Over the recent years, the explosive growth of digital technologies allowed to implement disruptive business models driven by data collection and processing. In particular, the Internet of Things (IoT) opens unprecedented opportunities for consumers (smart society), organisations/companies (industry 4.0/ smart factories) and governments (smart nations).
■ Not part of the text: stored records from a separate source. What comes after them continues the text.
//! Webhook body signing — HMAC-SHA256 over the exact request bytes.
//!
//! The signed input is the byte sequence put on the wire; no
//! re-serialization happens after signing. The header value format is
//! `sha256=<lowercase hex of the 32-byte MAC>`.

use hmac::{Hmac, Mac};
use sha2::Sha256;

type HmacSha256 = Hmac<Sha256>;

/// Header name carrying the signature.
pub const SIGNATURE_HEADER: &str = "X-Webhook-Signature";

/// Compute the lowercase hex HMAC-SHA256 of `body` under `secret`.
pub fn sign_body(secret: &str, body: &[u8]) -> String {
    let mut mac =
        HmacSha256::new_from_slice(secret.as_bytes()).expect("HMAC accepts any key length");
    mac.update(body);
    hex::encode(mac.finalize().into_bytes())
}

/// Full header value: `sha256=<hex digest>`.
pub fn signature_header(secret: &str, body: &[u8]) -> String {
    format!("sha256={}", sign_body(secret, body))
}

/// Verify a signature against the payload using the shared secret.
///
/// Accepts the `sha256=` prefix or a bare hex digest.
/// Uses constant-time comparison to prevent timing attacks.
pub fn verify_signature(secret: &str, payload: &[u8], signature: &str) -> bool {
    let sig_hex = signature.strip_prefix("sha256=").unwrap_or(signature);

    let provided_bytes = match hex::decode(sig_hex) {
        Ok(b) => b,
        Err(_) => return false, // Invalid hex = reject
    };

    let mut mac =
        HmacSha256::new_from_slice(secret.as_bytes()).expect("HMAC accepts any key length");
    mac.update(payload);

    // Constant-time comparison via `verify_slice`
    mac.verify_slice(&provided_bytes).is_ok()
}

#[cfg(test)]
mod tests {
    use super::*;

    #[test]
    fn sign_verify_roundtrip() {
        let body = br#"{"event":"threat_model.updated"}"#;
        let header = signature_header("s", body);
        assert!(header.starts_with("sha256="));
        assert!(verify_signature("s", body, &header));
    }

    #[test]
    fn bare_hex_digest_verifies() {
        let body = b"payload";
        let digest = sign_body("key", body);
        assert!(verify_signature("key", body, &digest));
    }

    #[test]
    fn tampered_body_fails() {
        let header = signature_header("s", b"original");
        assert!(!verify_signature("s", b"tampered", &header));
    }

    #[test]
    fn wrong_secret_fails() {
        let header = signature_header("s1", b"body");
        assert!(!verify_signature("s2", b"body", &header));
    }

    #[test]
    fn invalid_hex_rejected() {
        assert!(!verify_signature("s", b"body", "sha256=not-hex"));
        assert!(!verify_signature("s", b"body", ""));
    }

    #[test]
    fn digest_is_lowercase_hex_of_32_bytes() {
        let digest = sign_body("secret", b"x");
        assert_eq!(digest.len(), 64);
        assert!(digest.chars().all(|c| c.is_ascii_hexdigit()));
        assert_eq!(digest, digest.to_lowercase());
    }
}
However, as every adoption of new technologies involves some risks, security attacks are amongst the most severe challenges for IoT: only in 2021, the inflicted damages have been valued $6 trillion globally and 1,097 organizations were hit by ransomware attacks. Secure IoT is generally enabled by the physical unclonable function (PUF), namely a hardware function which is embedded in the chip and capable of generating a random, unique response to a given challenge. Improvements in attack methods over the years have recently moved the field of PUFs from the conventional, silicon-based CMOS technology, toward emerging non-volatile memories (NVMs). The latter allows for high density, low cost, highly scalable PUF with the capability of reconfiguration. Currently a truly tamper-resistant and reliable weak PUF leveraging stochastic switching of NVMs for secure IoT is still missing and highly requested by the market.

Within the ERC-COG project RESCUE (2015-2020), a novel method for true random number generation (TRNG) based on NVMs was developed and patented. The TRNG scheme allows for iPUF (invisible PUF), namely a digital, highly reliable PUF, which is 100% robust to physical attacks.

The SHANNON – Secure Hardware with AdvaNced NONvolatile memories project aims to develop a new type of encryption circuit based on the concept of physical unclonable function (PUF). The encryption keys are generated by random memory states that are completely invisible to an external, thanks to the algorithm that was developed and patented in the RESCUE project.

Researchers will address the technical and commercial feasibility of an invisible PUF, validating the concept with embedded non-volatile memories and elevating its technology readiness level via experimental tests and simulations. A truly tamper-resistant PUF could find use in IoT applications with high-security requirements.